Of course, he replied. This place isn't a natural force like Petaybee. If it was ever alive, it was a long time ago. I'm not of a mind to stay here one minute longer than necessary. He asked the Honu, Are the diggers coming yet?

Yes, but far away. The humans also come.

Good, Ronan replied.

The land shuddered. A moment later a wave rolled in from the lake and flung them against the tree roots.

What was that? Ronan asked, trying to see in the dark. His sonar told him something disturbing was happening, that the walls around them were subtly shifting.

The land quakes, the Honu told him. When its shell was smacked and dented with sky rocks, its insides were damaged too.

I hope that was it, Murel said. I don't fancy being down here during a major quake.

Perhaps it was. Perhaps not, the Honu said, as if it didn't matter.

What happened to "Honus know"? Ronan asked.

Ke-ola spoke up. Through his link with the Honu, he now received a filtered version of the turtle's communications with the twins. "It doesn't take a Honu to know we need to find the survivors down here and get back to the ship before we're all smacked, dented, and damaged."

"I wish Sky would hurry," Ke-ola said. "While we're swimming I can stay warm enough but I'm freezing now."

Murel dived and Ronan heard her sonar song from beneath the water. Aha! Just as

I hoped, she crowed. Surfacing, she told Ronan, Follow me. The quake opened a river-seal-sized hole in the root wall even big enough for Ke-olas and Honus, I think.

She dived again, followed by the Honu, then Ke-ola, with Ronan bringing up the rear. The hole on their side was very large but the roots made a maze of the passage they had to weave their way through. Twice Ke-ola became stuck and had to hold on to one of Murel's fins while Ronan body-slammed him through from behind, sacrificing some of Ke-ola's human hide to the rough roots.

Once they were through the root wall, they expected to see Sky, but found only more of the same narrow canal they'd been swimming in on the other side.

At least there don't seem to be more Manos, Murel said gratefully.

They swam on for several moments. Twice more the tunnel shook and the water sloshed, but these quakes were mere tremblings compared to the first one.

Sky popped out of the water ahead of them.

Did you find the people? Murel asked him.

Yes, he said. Hundreds of Ke-ola relatives.

That meant there were quite a few, but not necessarily hundreds. Otters were very intelligent but they didn't count. When they first met Sky, the twins had asked him how many were in his family and he had not understood the question, so they asked if it was one otter or maybe a small group of otters or hundreds of otters.
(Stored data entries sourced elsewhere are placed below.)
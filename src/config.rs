//! Process configuration read from the environment.
//!
//! `.env` is loaded by `main` before `Config::from_env` runs, so every value
//! here may come from either source.

use std::time::Duration;

const DEFAULT_ADDR: &str = "127.0.0.1";
const DEFAULT_PORT: u16 = 8080;
const DEFAULT_IDLE_TTL_SECS: u64 = 0;
const DEFAULT_SWEEP_INTERVAL_SECS: u64 = 60;

#[derive(Debug, thiserror::Error)]
pub enum ConfigError {
    #[error("invalid value for {key}: {value:?}")]
    InvalidVar { key: &'static str, value: String },
}

#[derive(Debug, Clone, PartialEq, Eq)]
pub struct Config {
    pub addr: String,
    pub port: u16,
    /// Idle matches older than this are evicted. `None` keeps them forever.
    pub match_idle_ttl: Option<Duration>,
    pub sweep_interval: Duration,
}

impl Default for Config {
    fn default() -> Self {
        Self {
            addr: DEFAULT_ADDR.into(),
            port: DEFAULT_PORT,
            match_idle_ttl: None,
            sweep_interval: Duration::from_secs(DEFAULT_SWEEP_INTERVAL_SECS),
        }
    }
}

impl Config {
    /// Read `ADDR`, `PORT`, `MATCH_IDLE_TTL_SECS` and
    /// `MATCH_SWEEP_INTERVAL_SECS`. Unset or empty variables take defaults.
    ///
    /// # Errors
    ///
    /// Returns `ConfigError::InvalidVar` when a numeric variable does not parse.
    pub fn from_env() -> Result<Self, ConfigError> {
        let addr = env_string("ADDR").unwrap_or_else(|| DEFAULT_ADDR.into());
        let port = env_parse("PORT", DEFAULT_PORT)?;
        let ttl_secs = env_parse("MATCH_IDLE_TTL_SECS", DEFAULT_IDLE_TTL_SECS)?;
        let sweep_secs = env_parse("MATCH_SWEEP_INTERVAL_SECS", DEFAULT_SWEEP_INTERVAL_SECS)?;

        Ok(Self {
            addr,
            port,
            match_idle_ttl: (ttl_secs > 0).then(|| Duration::from_secs(ttl_secs)),
            sweep_interval: Duration::from_secs(sweep_secs.max(1)),
        })
    }

    #[must_use]
    pub fn bind_addr(&self) -> String {
        format!("{}:{}", self.addr, self.port)
    }
}

fn env_string(key: &str) -> Option<String> {
    std::env::var(key).ok().filter(|v| !v.trim().is_empty())
}

fn env_parse<T>(key: &'static str, default: T) -> Result<T, ConfigError>
where
    T: std::str::FromStr,
{
    match env_string(key) {
        None => Ok(default),
        Some(value) => value
            .trim()
            .parse::<T>()
            .map_err(|_| ConfigError::InvalidVar { key, value }),
    }
}

#[cfg(test)]
#[path = "config_test.rs"]
mod tests;
use std::sync::Arc;

use tracing::error;

use roster_db::Database;

use crate::error::AppError;
use crate::storage::ArtifactStore;

pub type AppState = Arc<AppStateInner>;

pub struct AppStateInner {
    pub db: Database,
    pub artifacts: ArtifactStore,
    pub jwt_secret: String,
    pub max_upload_bytes: usize,
}

/// Run blocking store work off the async runtime.
pub async fn blocking<F, T>(state: &AppState, f: F) -> Result<T, AppError>
where
    F: FnOnce(&AppStateInner) -> Result<T, AppError> + Send + 'static,
    T: Send + 'static,
{
    let state = state.clone();
    tokio::task::spawn_blocking(move || f(&state))
        .await
        .map_err(|e| {
            error!("spawn_blocking join error: {}", e);
            AppError::Internal("worker task failed".into())
        })?
}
Sky usually reported any group larger than two or three to be hundreds.

The canal was more torturous than previous ones, choked not only with tangles of roots, but also littered with chunks of earth and stone that had fallen from above.

The twins followed Sky as long as they could in seal form, but then the water ran out for creatures of their size and they had to flip themselves dry and put on their dry suits while they and Ke-ola, hunched over under the low tunnel ceiling, waded through the shallow water, following Sky and the Honu.

At last they rounded a bend and saw torchlight and a shelf of rock extending from the streamlet to the side of a cavernous root canal.

In the flickering of the torchlight, the twins saw a small band of people-not hundreds.

And from above them they heard rumbling. Ronan and Murel could smell the fear and hopelessness emanating from the people as their eyes fearfully searched the sides and roof of the cave while rocks and dirt rained down on them.